By Anthony Esposito and Adriana Barrera
MEXICO CITY (Reuters) – Mexico is working to produce its own COVID-19 vaccines and could have one ready by next spring, according to a researcher coordinating local efforts amid a global race to tame a disease that has infected over 26.75 million people worldwide.
Esther Orozco, coordinator of the scientific group that represents Mexico at the Coalition for Epidemic Preparedness Innovations, said research based on a virus that transmits the avian Newcastle disease is the most viable candidate to produce the first vaccine in Mexico.
Orozco said the vaccine, developed by the private firm Laboratorio Avimex with researchers from Mexico’s main public university, UNAM, and the Mexican Social Security Institute, is ready to start the first phase of testing with humans.
“They are advanced,” Orozco told Reuters in an interview. “I think it’s going to be ready by spring or the start of summer.”
She said the Avimex vaccine trials will begin with “dozens of humans.” A second stage will see “hundreds of patients” before thousands of volunteers take part in final Phase 3 studies.

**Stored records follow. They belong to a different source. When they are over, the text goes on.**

//! Dedicated USDC bridge contract client
//!
//! The bridge quotes a flat fee (zero address = native coin as the quote
//! basis) and pays CCIP in LINK it holds itself, so the send carries no
//! value. Supported only where the registry lists a `UsdcBridge` address.

use std::sync::Arc;

use alloy_primitives::{Address, U256};
use alloy_sol_types::{sol, SolCall};
use evm_client::{erc20, ChainReader};
use yieldcoin_core::{Error, ProtocolError, Result};

sol! {
    interface IUsdcBridge {
        function getFee(
            uint64 _destinationChainSelector,
            address _receiver,
            uint256 _amount,
            address _feeToken
        ) external view returns (uint256 fee);

        function sendUSDCPayLINK(
            uint64 _destinationChainSelector,
            address _receiver,
            uint256 _amount
        ) external returns (bytes32 messageId);
    }
}

pub struct UsdcBridgeClient {
    reader: Arc<dyn ChainReader>,
    address: Address,
}

impl UsdcBridgeClient {
    pub fn new(reader: Arc<dyn ChainReader>, address: Address) -> Self {
        Self { reader, address }
    }

    pub fn address(&self) -> Address {
        self.address
    }

    /// Flat fee quote; no fallback on failure
    pub async fn quote_fee(
        &self,
        dest_selector: u64,
        receiver: Address,
        amount: U256,
    ) -> Result<U256> {
        let call = IUsdcBridge::getFeeCall {
            _destinationChainSelector: dest_selector,
            _receiver: receiver,
            _amount: amount,
            _feeToken: Address::ZERO,
        };
        let raw = self
            .reader
            .call(self.address, call.abi_encode())
            .await
            .map_err(|e| {
                Error::Protocol(ProtocolError::EstimateFailed {
                    reason: e.to_string(),
                })
            })?;
        erc20::decode_u256(&raw)
    }

    /// Calldata for the send; no value attached (bridge pays LINK)
    pub fn send_call(&self, dest_selector: u64, receiver: Address, amount: U256) -> Vec<u8> {
        IUsdcBridge::sendUSDCPayLINKCall {
            _destinationChainSelector: dest_selector,
            _receiver: receiver,
            _amount: amount,
        }
        .abi_encode()
    }
}

#[cfg(test)]
mod tests {
    use super::*;
    use alloy_primitives::address;
    use async_trait::async_trait;
    use yieldcoin_core::{ChainId, TxHash};

    struct QuoteReader(U256);

    #[async_trait]
    impl ChainReader for QuoteReader {
        fn chain_id(&self) -> ChainId {
            ChainId::new(11155111)
        }

        async fn balance_of(&self, _: Address, _: Address) -> Result<U256> {
            unimplemented!()
        }

        async fn allowance(&self, _: Address, _: Address, _: Address) -> Result<U256> {
            unimplemented!()
        }

        async fn call(&self, _: Address, data: Vec<u8>) -> Result<Vec<u8>> {
            // only getFee reads come through here
            assert_eq!(&data[..4], IUsdcBridge::getFeeCall::SELECTOR);
            Ok(self.0.to_be_bytes::<32>().to_vec())
        }

        async fn wait_for_receipt(&self, _: TxHash) -> Result<evm_client::TxReceipt> {
            unimplemented!()
        }
    }

    #[tokio::test]
    async fn test_quote_decodes_fee() {
        let bridge = UsdcBridgeClient::new(
            Arc::new(QuoteReader(U256::from(12_345u64))),
            address!("03d8487343d7e5e8e8bb81039083ef9652b4c2ba"),
        );
        let fee = bridge
            .quote_fee(14767482510784806043, Address::ZERO, U256::from(1))
            .await
            .unwrap();
        assert_eq!(fee, U256::from(12_345u64));
    }

    #[test]
    fn test_send_call_encodes_three_args() {
        let bridge = UsdcBridgeClient::new(
            Arc::new(QuoteReader(U256::ZERO)),
            Address::ZERO,
        );
        let data = bridge.send_call(14767482510784806043, Address::ZERO, U256::from(1));
        assert_eq!(data.len(), 4 + 3 * 32);
    }
}
//! HTTP server setup and configuration

use std::net::SocketAddr;

use axum::Router;
use tower_http::{
    cors::{Any, CorsLayer},
    trace::TraceLayer,
};

use crate::routes::create_router;
use crate::AppState;

/// Create the full application router with middleware
pub fn create_app(state: AppState) -> Router {
    let cors = CorsLayer::new()
        .allow_origin(Any)
        .allow_methods(Any)
        .allow_headers(Any);

    create_router(state)
        .layer(TraceLayer::new_for_http())
        .layer(cors)
}

/// Start the HTTP server
pub async fn start_server(state: AppState) -> Result<(), std::io::Error> {
    let port = state.config().api_port;
    let app = create_app(state);
    let addr = SocketAddr::from(([127, 0, 0, 1], port));

    tracing::info!("Starting API server on {}", addr);

    let listener = tokio::net::TcpListener::bind(addr).await?;
    axum::serve(listener, app).await?;

    Ok(())
}
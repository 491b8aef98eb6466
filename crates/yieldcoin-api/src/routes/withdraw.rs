//! Withdraw from the vault (parent chain only)
//!
//! Two sequential transactions: transfer the shares to the ParentPeer,
//! then call `withdraw` to burn them and release USDC.

use axum::{
    extract::{Query, State},
    http::StatusCode,
    Json,
};
use orchestrator::{BalanceRequirement, FeeDecision, SubmitAction, TransferPlan};
use peer::{preview_withdrawal, PeerClient};
use yieldcoin_core::chains::{self, decimals};
use yieldcoin_core::{units, Error, ProtocolError};

use crate::dto::{
    error_response, ApiError, ErrorResponse, OperationResponse, WithdrawPreviewResponse,
    WithdrawRequest,
};
use crate::AppState;

fn parent_contracts() -> Result<
    (
        &'static chains::Chain,
        alloy_primitives::Address,
        alloy_primitives::Address,
    ),
    ErrorResponse,
> {
    let parent = chains::parent_chain().ok_or_else(|| {
        error_response(Error::Config("no parent chain in the registry".into()))
    })?;
    let peer_addr = parent.peer.ok_or_else(|| {
        error_response(Error::Protocol(ProtocolError::RouteUnsupported {
            role: "peer".into(),
            chain_id: parent.id.as_u64(),
        }))
    })?;
    let share_token = parent.yield_token.ok_or_else(|| {
        error_response(Error::Protocol(ProtocolError::RouteUnsupported {
            role: "yield_token".into(),
            chain_id: parent.id.as_u64(),
        }))
    })?;
    Ok((parent, peer_addr, share_token))
}

/// GET /withdraw/preview?share_amount=... - What a share burn would pay
/// out right now. Uses the vault's own truncating arithmetic.
pub async fn preview(
    State(state): State<AppState>,
    Query(request): Query<WithdrawRequest>,
) -> Result<Json<WithdrawPreviewResponse>, ErrorResponse> {
    let (parent, peer_addr, _) = parent_contracts()?;
    let share_amount = units::parse_units(&request.share_amount, decimals::YIELD_TOKEN)
        .map_err(error_response)?;

    let reader = state.reader(parent.id).map_err(error_response)?;
    let client = PeerClient::new(reader, peer_addr);
    let totals = client.totals().await.map_err(error_response)?;
    let preview = preview_withdrawal(totals.total_value, totals.total_shares, share_amount)
        .map_err(error_response)?;

    Ok(Json(WithdrawPreviewResponse {
        share_amount: preview.share_amount.to_string(),
        asset_amount: preview.asset_amount.to_string(),
        asset_amount_formatted: units::format_units(preview.asset_amount, decimals::USDC),
    }))
}

/// POST /withdraw - Run the two-step withdrawal on the parent chain
pub async fn withdraw(
    State(state): State<AppState>,
    Json(request): Json<WithdrawRequest>,
) -> Result<Json<OperationResponse>, ErrorResponse> {
    let (parent, peer_addr, share_token) = parent_contracts()?;
    let share_amount = units::parse_units(&request.share_amount, decimals::YIELD_TOKEN)
        .map_err(error_response)?;
    if share_amount.is_zero() {
        return Err((
            StatusCode::BAD_REQUEST,
            Json(ApiError::bad_request("share amount must be positive")),
        ));
    }

    let reader = state.reader(parent.id).map_err(error_response)?;
    let plan = TransferPlan {
        operation: "withdraw",
        chain_id: parent.id,
        balance: Some(BalanceRequirement {
            token: share_token,
            required: share_amount,
        }),
        fee: FeeDecision::NotRequired,
        approval: None,
        actions: vec![
            SubmitAction {
                label: "transfer_shares",
                to: share_token,
                data: evm_client::erc20::transfer_call(peer_addr, share_amount),
                value: Default::default(),
            },
            SubmitAction {
                label: "withdraw",
                to: peer_addr,
                data: peer::bindings::withdraw_call(share_amount),
                value: Default::default(),
            },
        ],
        message_event: None,
        cross_chain: false,
    };

    let outcome = state
        .engine()
        .execute(reader, plan)
        .await
        .map_err(error_response)?;
    Ok(Json(outcome.into()))
}
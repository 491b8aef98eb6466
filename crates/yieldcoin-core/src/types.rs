//! Core type definitions for the YieldCoin client

use std::fmt;

use alloy_primitives::B256;
use serde::{Deserialize, Serialize};

/// EVM network identifier (the chain's native id, not its CCIP selector)
#[derive(Debug, Clone, Copy, PartialEq, Eq, Hash, Serialize, Deserialize)]
#[serde(transparent)]
pub struct ChainId(pub u64);

impl ChainId {
    pub const fn new(id: u64) -> Self {
        Self(id)
    }

    pub const fn as_u64(&self) -> u64 {
        self.0
    }
}

impl fmt::Display for ChainId {
    fn fmt(&self, f: &mut fmt::Formatter<'_>) -> fmt::Result {
        write!(f, "{}", self.0)
    }
}

/// Transaction hash (32 bytes, 0x-prefixed hex)
#[derive(Debug, Clone, Copy, PartialEq, Eq, Hash, Serialize, Deserialize)]
#[serde(transparent)]
pub struct TxHash(pub B256);

impl TxHash {
    pub fn new(hash: B256) -> Self {
        Self(hash)
    }

    pub fn as_b256(&self) -> &B256 {
        &self.0
    }
}

impl fmt::Display for TxHash {
    fn fmt(&self, f: &mut fmt::Formatter<'_>) -> fmt::Result {
        write!(f, "{}", self.0)
    }
}

/// CCIP cross-chain message identifier (32 bytes, 0x-prefixed hex)
#[derive(Debug, Clone, Copy, PartialEq, Eq, Hash, Serialize, Deserialize)]
#[serde(transparent)]
pub struct MessageId(pub B256);

impl MessageId {
    pub fn new(id: B256) -> Self {
        Self(id)
    }

    pub fn as_b256(&self) -> &B256 {
        &self.0
    }
}

impl fmt::Display for MessageId {
    fn fmt(&self, f: &mut fmt::Formatter<'_>) -> fmt::Result {
        write!(f, "{}", self.0)
    }
}

#[cfg(test)]
mod tests {
    use super::*;

    #[test]
    fn test_tx_hash_display_is_prefixed_hex() {
        let hash = TxHash::new(B256::repeat_byte(0xab));
        let s = hash.to_string();
        assert!(s.starts_with("0x"));
        assert_eq!(s.len(), 66);
    }

    #[test]
    fn test_chain_id_serde_transparent() {
        let id = ChainId::new(43113);
        let json = serde_json::to_string(&id).unwrap();
        assert_eq!(json, "43113");
        let parsed: ChainId = serde_json::from_str(&json).unwrap();
        assert_eq!(parsed, id);
    }
}
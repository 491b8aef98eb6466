//! Peer contract ABI surface

use alloy_primitives::U256;
use alloy_sol_types::{sol, SolCall};

sol! {
    interface IPeer {
        /// Deposit USDC into the vault (amount in 6-decimal base units).
        /// Caller must have approved the peer first.
        function deposit(uint256 amount) external;

        /// Burn previously-transferred shares and release USDC.
        /// ParentPeer only.
        function withdraw(uint256 shareAmount) external;

        function getTotalValue() external view returns (uint256);

        function getTotalShares() external view returns (uint256);

        /// Active strategy: target chain (CCIP selector, widened) and
        /// lending protocol id
        function getStrategy() external view returns (bytes32 chainSelector, uint8 protocolId);
    }
}

pub fn deposit_call(amount: U256) -> Vec<u8> {
    IPeer::depositCall { amount }.abi_encode()
}

pub fn withdraw_call(share_amount: U256) -> Vec<u8> {
    IPeer::withdrawCall { shareAmount: share_amount }.abi_encode()
}

pub fn total_value_call() -> Vec<u8> {
    IPeer::getTotalValueCall {}.abi_encode()
}

pub fn total_shares_call() -> Vec<u8> {
    IPeer::getTotalSharesCall {}.abi_encode()
}

pub fn strategy_call() -> Vec<u8> {
    IPeer::getStrategyCall {}.abi_encode()
}

#[cfg(test)]
mod tests {
    use super::*;

    #[test]
    fn test_withdraw_selector() {
        // withdraw(uint256)
        assert_eq!(&withdraw_call(U256::from(1))[..4], [0x2e, 0x1a, 0x7d, 0x4d]);
    }

    #[test]
    fn test_calls_are_selector_plus_args() {
        assert_eq!(deposit_call(U256::from(1)).len(), 4 + 32);
        assert_eq!(total_value_call().len(), 4);
        assert_eq!(total_shares_call().len(), 4);
        assert_eq!(strategy_call().len(), 4);
    }
}
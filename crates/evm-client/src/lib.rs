//! evm-client: JSON-RPC client for the supported EVM test networks
//!
//! One `RpcClient` per chain, pooled in `RpcPool`. The client verifies the
//! node's reported `eth_chainId` against the registry id before the first
//! read goes through; a mismatched endpoint is an error, never a silent
//! wrong-chain answer.

pub mod erc20;
pub mod types;

use std::sync::Arc;
use std::time::Duration;

use alloy_primitives::{Address, U256};
use async_trait::async_trait;
use serde_json::{json, Value};
use tokio::sync::OnceCell;
use yieldcoin_core::{
    chains::Chain, AppConfig, ChainId, Error, Result, RpcError, TxHash,
};

pub use types::{LogEntry, TxReceipt};

/// Read-side chain access, as the orchestrator consumes it. The production
/// implementation is `RpcClient`; tests substitute mocks.
#[async_trait]
pub trait ChainReader: Send + Sync {
    fn chain_id(&self) -> ChainId;

    /// ERC-20 balance; an error is an unknown balance, not zero
    async fn balance_of(&self, token: Address, owner: Address) -> Result<U256>;

    /// ERC-20 allowance granted by `owner` to `spender`
    async fn allowance(&self, token: Address, owner: Address, spender: Address) -> Result<U256>;

    /// Raw `eth_call` against a contract
    async fn call(&self, to: Address, data: Vec<u8>) -> Result<Vec<u8>>;

    /// Poll for the receipt of a submitted transaction, bounded by the
    /// configured confirmation timeout
    async fn wait_for_receipt(&self, tx_hash: TxHash) -> Result<TxReceipt>;
}

/// JSON-RPC client bound to one registry chain
pub struct RpcClient {
    chain_id: ChainId,
    url: String,
    http: reqwest::Client,
    request_timeout: Duration,
    confirmation_timeout: Duration,
    poll_interval: Duration,
    verified: OnceCell<()>,
}

impl RpcClient {
    pub fn new(chain: &Chain, config: &AppConfig) -> Self {
        Self {
            chain_id: chain.id,
            url: config.rpc_url(chain),
            http: reqwest::Client::new(),
            request_timeout: Duration::from_secs(config.rpc_timeout_secs),
            confirmation_timeout: Duration::from_secs(config.confirmation_timeout_secs),
            poll_interval: Duration::from_secs(config.receipt_poll_interval_secs),
            verified: OnceCell::new(),
        }
    }

    pub fn url(&self) -> &str {
        &self.url
    }

    /// Raw JSON-RPC request with per-request timeout
    async fn request(&self, method: &str, params: Value) -> Result<Value> {
        let body = json!({
            "jsonrpc": "2.0",
            "id": 1,
            "method": method,
            "params": params,
        });

        let send = self.http.post(&self.url).json(&body).send();
        let response = tokio::time::timeout(self.request_timeout, send)
            .await
            .map_err(|_| RpcError::Timeout(self.request_timeout.as_secs()))?
            .map_err(|e| RpcError::Unreachable {
                url: self.url.clone(),
                message: e.to_string(),
            })?;

        let payload: Value = response
            .json()
            .await
            .map_err(|e| RpcError::ParseError(e.to_string()))?;

        if let Some(err) = payload.get("error") {
            let code = err.get("code").and_then(Value::as_i64).unwrap_or(0);
            let message = err
                .get("message")
                .and_then(Value::as_str)
                .unwrap_or("unknown error")
                .to_string();
            // code 3 is the execution-revert convention; some nodes only
            // put "revert" in the message
            if code == 3 || message.to_ascii_lowercase().contains("revert") {
                let data = err
                    .get("data")
                    .and_then(Value::as_str)
                    .unwrap_or(&message)
                    .to_string();
                return Err(Error::Rpc(RpcError::Reverted { data }));
            }
            return Err(Error::Rpc(RpcError::NodeError { code, message }));
        }

        payload
            .get("result")
            .cloned()
            .ok_or_else(|| Error::Rpc(RpcError::ParseError("missing result field".into())))
    }

    /// Verify the node serves the chain this client was built for.
    /// Runs once; every read funnels through it.
    async fn ensure_chain(&self) -> Result<()> {
        self.verified
            .get_or_try_init(|| async {
                let result = self.request("eth_chainId", json!([])).await?;
                let actual = parse_hex_u64(&result)?;
                if actual != self.chain_id.as_u64() {
                    return Err(Error::Rpc(RpcError::ChainIdMismatch {
                        expected: self.chain_id.as_u64(),
                        actual,
                    }));
                }
                tracing::debug!(chain_id = actual, url = %self.url, "rpc endpoint verified");
                Ok(())
            })
            .await
            .copied()
    }

    async fn eth_call(&self, to: Address, data: &[u8]) -> Result<Vec<u8>> {
        self.ensure_chain().await?;
        let params = json!([
            { "to": to.to_string(), "data": format!("0x{}", alloy_primitives::hex::encode(data)) },
            "latest",
        ]);
        let result = self.request("eth_call", params).await?;
        let hex_str = result
            .as_str()
            .ok_or_else(|| Error::Rpc(RpcError::ParseError("eth_call result not a string".into())))?;
        alloy_primitives::hex::decode(hex_str)
            .map_err(|e| Error::Rpc(RpcError::ParseError(format!("eth_call result: {e}"))))
    }

    async fn receipt(&self, tx_hash: TxHash) -> Result<Option<TxReceipt>> {
        self.ensure_chain().await?;
        let result = self
            .request("eth_getTransactionReceipt", json!([tx_hash.to_string()]))
            .await?;
        if result.is_null() {
            return Ok(None);
        }
        types::parse_receipt(&result).map(Some)
    }
}

#[async_trait]
impl ChainReader for RpcClient {
    fn chain_id(&self) -> ChainId {
        self.chain_id
    }

    async fn balance_of(&self, token: Address, owner: Address) -> Result<U256> {
        let data = erc20::balance_of_call(owner);
        let raw = self.eth_call(token, &data).await?;
        erc20::decode_u256(&raw)
    }

    async fn allowance(&self, token: Address, owner: Address, spender: Address) -> Result<U256> {
        let data = erc20::allowance_call(owner, spender);
        let raw = self.eth_call(token, &data).await?;
        erc20::decode_u256(&raw)
    }

    async fn call(&self, to: Address, data: Vec<u8>) -> Result<Vec<u8>> {
        self.eth_call(to, &data).await
    }

    async fn wait_for_receipt(&self, tx_hash: TxHash) -> Result<TxReceipt> {
        let deadline = tokio::time::Instant::now() + self.confirmation_timeout;
        loop {
            if let Some(receipt) = self.receipt(tx_hash).await? {
                if !receipt.status {
                    return Err(Error::Rpc(RpcError::Reverted {
                        data: format!("transaction {tx_hash} reverted"),
                    }));
                }
                return Ok(receipt);
            }
            if tokio::time::Instant::now() + self.poll_interval > deadline {
                return Err(Error::Rpc(RpcError::ConfirmationTimeout {
                    tx_hash: tx_hash.to_string(),
                    waited_secs: self.confirmation_timeout.as_secs(),
                }));
            }
            tokio::time::sleep(self.poll_interval).await;
        }
    }
}

/// One client per supported chain, built lazily from config
pub struct RpcPool {
    clients: Vec<Arc<RpcClient>>,
}

impl RpcPool {
    pub fn new(config: &AppConfig) -> Self {
        let clients = yieldcoin_core::chains::SUPPORTED_CHAINS
            .iter()
            .map(|chain| Arc::new(RpcClient::new(chain, config)))
            .collect();
        Self { clients }
    }

    pub fn client(&self, chain_id: ChainId) -> Option<Arc<RpcClient>> {
        self.clients.iter().find(|c| c.chain_id == chain_id).cloned()
    }

    pub fn reader(&self, chain_id: ChainId) -> Option<Arc<dyn ChainReader>> {
        let client = self.client(chain_id)?;
        Some(client)
    }
}

fn parse_hex_u64(value: &Value) -> Result<u64> {
    let s = value
        .as_str()
        .ok_or_else(|| Error::Rpc(RpcError::ParseError("expected hex string".into())))?;
    let stripped = s.strip_prefix("0x").unwrap_or(s);
    u64::from_str_radix(stripped, 16)
        .map_err(|e| Error::Rpc(RpcError::ParseError(format!("hex u64 {s}: {e}"))))
}

#[cfg(test)]
mod tests {
    use super::*;

    #[test]
    fn test_parse_hex_u64() {
        assert_eq!(parse_hex_u64(&json!("0xa869")).unwrap(), 43113);
        assert_eq!(parse_hex_u64(&json!("0x1")).unwrap(), 1);
        assert!(parse_hex_u64(&json!(12)).is_err());
        assert!(parse_hex_u64(&json!("0xzz")).is_err());
    }

    #[test]
    fn test_pool_covers_registry() {
        let pool = RpcPool::new(&AppConfig::default());
        for chain in yieldcoin_core::chains::SUPPORTED_CHAINS {
            assert!(pool.client(chain.id).is_some());
        }
        assert!(pool.client(ChainId::new(1)).is_none());
    }
}
//! CCIP transport layer
//!
//! Two send paths share this crate: the general router path (used for the
//! share token, fee paid in native coin) and the dedicated USDC bridge
//! contract (fee quoted flat, paid in LINK held by the bridge). Both
//! produce a cross-chain message id; the bridge's is recovered from the
//! receipt by named-event decode, never by log position.

pub mod message_id;
pub mod router;
pub mod status;
pub mod usdc_bridge;

pub use message_id::extract_message_id;
pub use router::RouterClient;
pub use status::{MessageStatus, StatusClient};
pub use usdc_bridge::UsdcBridgeClient;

Avimex, normally dedicated to the manufacture of vaccines and pharmaceutical products for animals, did not respond to a request for comment.
Mexico has launched a global effort to build diplomatic and commercial alliances to ensure it receives the approximately 200 million vaccine doses it estimates it will need for a disease that has infected more than 623,000 people and killed at least 66,851 in Latin America’s second-largest economy.
Mexico will take part in clinical trials of Italian and Russian vaccines, and has also struck a deal to produce pharmaceutical firm AstraZeneca Plc’s vaccine.
In addition, it is looking to participate in phase 3 trials with French drugmaker Sanofi, Johnson & Johnson’s Janssen unit and Chinese companies CanSino Biologics Inc and Walvax Biotechnology Co Ltd, all of which have agreed to guarantee access to their vaccines if successful.
Orozco said the Mexican vaccine will arrive “later” than leading foreign candidates. But she noted that 7.5 billion people on the planet will need to be inoculated, and the number of vaccines may be double that figure if two doses are needed.
“The world is going to need much more than one vaccine,” she said. “Our hope is that Mexico is a part of this even if we’re not the first to cross the finish line.”